Effective board meetings in 10 steps (my first Quora inspired post)


This looks productive...

At First Round we have a great network of CEO’s in the portfolio and they are frequently engaged in conversation on our CEO mailing list. Recently, a meme on running great board meetings got started and a list of best practices emerged. After seeing the same question on Quora and discussing it with the CEO who started the conversation on our list, I decided to summarize it in these 10 points and post it as an answer within the Quora thread as well.

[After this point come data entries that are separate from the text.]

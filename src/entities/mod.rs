//! Entity adapters presenting matrix state to the host.
//!
//! Two kinds share the [`Entity`] contract (identity, availability, poll):
//! - [`PowerSwitch`]: on/off entity for matrix power
//! - [`InputSelect`]: one enumerated-choice entity per output
//!
//! No adapter operation returns an error. Failures become an explicit
//! [`ActionOutcome::Unavailable`] and flip the entity's availability.

mod helpers;
mod input_select;
mod power_switch;

pub use helpers::EntityCore;
pub use input_select::InputSelect;
pub use power_switch::PowerSwitch;

use crate::device_info::DeviceInfo;
use async_trait::async_trait;
use serde::Serialize;
use std::sync::Arc;
use strum::Display;

/// Host platform an entity belongs to.
#[derive(Debug, Clone, Copy, PartialEq, Eq, Hash, Display, Serialize)]
#[strum(serialize_all = "snake_case")]
#[serde(rename_all = "snake_case")]
pub enum EntityKind {
    Switch,
    Select,
}

/// Externally visible state of one entity.
#[derive(Debug, Clone, PartialEq, Eq, Serialize)]
#[serde(tag = "kind", rename_all = "snake_case")]
pub enum EntityState {
    Switch {
        available: bool,
        is_on: Option<bool>,
    },
    Select {
        available: bool,
        options: Vec<String>,
        current_option: Option<String>,
    },
}

impl EntityState {
    pub fn available(&self) -> bool {
        match self {
            Self::Switch { available, .. } | Self::Select { available, .. } => *available,
        }
    }
}

/// Result of a poll or user action.
#[derive(Debug, Clone, Copy, PartialEq, Eq)]
pub enum ActionOutcome {
    /// The device confirmed the read or write.
    Applied,
    /// The exchange failed; the entity is now unavailable.
    Unavailable,
    /// Nothing was sent (e.g. unknown option name).
    Ignored,
}

/// Called with `(unique_id, new_state)` whenever an entity's state changes.
pub type StateListener = Arc<dyn Fn(&str, &EntityState) + Send + Sync>;

/// Common contract of all matrix entities.
#[async_trait]
pub trait Entity: Send + Sync + 'static {
    fn kind(&self) -> EntityKind;

    fn unique_id(&self) -> &str;

    fn name(&self) -> &str;

    fn device_info(&self) -> &DeviceInfo;

    fn available(&self) -> bool;

    fn state(&self) -> EntityState;

    /// Incremented every time the visible state changes.
    fn version(&self) -> u32;

    /// Refresh state from the device.
    async fn poll(&self) -> ActionOutcome;

    /// Register the callback used to push state changes to the host.
    fn set_state_listener(&self, listener: StateListener);
}
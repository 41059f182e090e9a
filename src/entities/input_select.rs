//! Per-output input selector.

use super::{ActionOutcome, Entity, EntityCore, EntityKind, EntityState, StateListener};
use crate::device_info::DeviceInfo;
use crate::matrix::{MatrixController, RouteUpdate};
use crate::naming::NameMap;
use async_trait::async_trait;
use log::{error, warn};
use parking_lot::RwLock;
use std::sync::Arc;

/// Enumerated-choice entity choosing the input shown on one output.
///
/// Options are the eight input display names in input order. Selecting an
/// option resolves it back to an input number through the [`NameMap`].
pub struct InputSelect {
    core: EntityCore,
    controller: Arc<MatrixController>,
    output: u8,
    names: Arc<NameMap>,
    current_option: RwLock<Option<String>>,
}

impl InputSelect {
    pub fn new(controller: Arc<MatrixController>, output: u8, names: Arc<NameMap>) -> Self {
        let host = controller.host().to_string();
        Self {
            core: EntityCore::new(
                format!("{}_output_{}_input", host, output),
                format!("{} Input", names.output_name(output)),
                DeviceInfo::for_host(&host),
            ),
            controller,
            output,
            names,
            current_option: RwLock::new(None),
        }
    }

    pub fn output(&self) -> u8 {
        self.output
    }

    pub fn options(&self) -> Vec<String> {
        self.names.input_options()
    }

    pub fn current_option(&self) -> Option<String> {
        self.current_option.read().clone()
    }

    /// Route the input named `option` to this output.
    ///
    /// An option that matches no configured input is logged and ignored:
    /// nothing is sent and neither availability nor the current option change.
    pub async fn select(&self, option: &str) -> ActionOutcome {
        let Some(input) = self.names.input_for_name(option) else {
            warn!(
                "[Entity] Invalid input option selected for output {}: {}",
                self.output, option
            );
            return ActionOutcome::Ignored;
        };

        match self
            .controller
            .set_route(i32::from(self.output), i32::from(input))
            .await
        {
            Ok(()) => {
                self.record(Some(option.to_string()));
                ActionOutcome::Applied
            }
            Err(e) => {
                error!(
                    "[Entity] Failed to set input for output {}: {}",
                    self.output, e
                );
                self.mark_unavailable();
                ActionOutcome::Unavailable
            }
        }
    }

    fn record(&self, option: Option<String>) {
        let value_changed = match option {
            Some(option) => {
                let mut current = self.current_option.write();
                let changed = current.as_deref() != Some(option.as_str());
                *current = Some(option);
                changed
            }
            None => false,
        };
        let availability_changed = self.core.set_available(true);
        self.core
            .publish(value_changed || availability_changed, || self.state());
    }

    fn mark_unavailable(&self) {
        let changed = self.core.set_available(false);
        self.core.publish(changed, || self.state());
    }
}

#[async_trait]
impl Entity for InputSelect {
    fn kind(&self) -> EntityKind {
        EntityKind::Select
    }

    fn unique_id(&self) -> &str {
        self.core.unique_id()
    }

    fn name(&self) -> &str {
        self.core.name()
    }

    fn device_info(&self) -> &DeviceInfo {
        self.core.device_info()
    }

    fn available(&self) -> bool {
        self.core.available()
    }

    fn state(&self) -> EntityState {
        EntityState::Select {
            available: self.core.available(),
            options: self.options(),
            current_option: self.current_option(),
        }
    }

    fn version(&self) -> u32 {
        self.core.version()
    }

    async fn poll(&self) -> ActionOutcome {
        match self.controller.query_route(i32::from(self.output)).await {
            Ok(RouteUpdate::Routed(input)) => {
                self.record(Some(self.names.input_name(input)));
                ActionOutcome::Applied
            }
            Ok(RouteUpdate::NoUpdate) => {
                self.record(None);
                ActionOutcome::Applied
            }
            Err(e) => {
                error!(
                    "[Entity] Failed to update input status for output {}: {}",
                    self.output, e
                );
                self.mark_unavailable();
                ActionOutcome::Unavailable
            }
        }
    }

    fn set_state_listener(&self, listener: StateListener) {
        self.core.set_listener(listener);
    }
}
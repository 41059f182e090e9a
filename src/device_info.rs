//! Device information and fixed matrix constants.
//!
//! Every entity of one matrix reports the same [`DeviceInfo`] so the host
//! groups them under a single device card keyed by host address.

use serde::{Deserialize, Serialize};
use std::time::Duration;

/// Integration domain, used as the namespace of device identifiers.
pub const DOMAIN: &str = "blackbird";

pub const DEVICE_MANUFACTURER: &str = "Monoprice";
pub const DEVICE_MODEL: &str = "Blackbird 27842";

/// Default TCP port of the matrix's serial-over-IP bridge.
pub const DEFAULT_PORT: u16 = 4001;

/// Default per-command timeout.
pub const DEFAULT_TIMEOUT: Duration = Duration::from_secs(10);

/// Default interval between polls of every entity.
pub const DEFAULT_POLL_INTERVAL: Duration = Duration::from_secs(30);

pub const MAX_INPUTS: u8 = 8;
pub const MAX_OUTPUTS: u8 = 8;

/// Device card information shared by all entities of one matrix.
#[derive(Debug, Clone, PartialEq, Eq, Serialize, Deserialize)]
pub struct DeviceInfo {
    /// `(domain, host)` pairs identifying the device.
    pub identifiers: Vec<(String, String)>,
    pub name: String,
    pub manufacturer: String,
    pub model: String,
}

impl DeviceInfo {
    /// Build the device info for the matrix reachable at `host`.
    pub fn for_host(host: &str) -> Self {
        Self {
            identifiers: vec![(DOMAIN.to_string(), host.to_string())],
            name: device_title(host),
            manufacturer: DEVICE_MANUFACTURER.to_string(),
            model: DEVICE_MODEL.to_string(),
        }
    }
}

/// Display title used for both the device card and the config entry.
pub fn device_title(host: &str) -> String {
    format!("Blackbird Matrix ({})", host)
}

  1. Send out materials 3+ days in advance (making it fair to expect everyone to have reviewed them in preparation for the meeting) and expect everyone to review them prior to the meeting.
  2. No blackberries
  3. 2-3 hour meetings, preferably with dinner the night before or lunch before.(Social time makes the subsequent meeting time better and most investor’s heads will explode if they are away from their blackberry for more than 3 hours anyway)
  4. Simple 1 page dashboard to review the business numbers (Ideally these metrics are consistent over time and create a shared sense of past, present and future performance)
  5. Move the administrative stuff to before the meeting and get it done in 1-2 minutes. (If it can’t be covered in 1-2 minutes it probably isn’t administrative stuff)
  6. Move the financial discussion to the end of the meeting (this section always drives investors into the weeds and board meetings should be primarily about the forest view on the company)
  7. Many fewer slides. More discussion. (Because you sent the materials out 3+ days in advance, you want to leave time for your well prepared board to share their insight)
  8. Bring in the subject matter experts from your team.
  9. Deep dive on one topic per board meeting is far more productive than trying to go deep on everything. (It is critical to prioritize the topics and push for guidance on areas most critical to the success of the business)
  10. Your board members have to do work. Come with a list of specific “asks” to each meeting. (This could be another area where a 1 page dashboard could be helpful…nothing like a scoreboard to motivate people.)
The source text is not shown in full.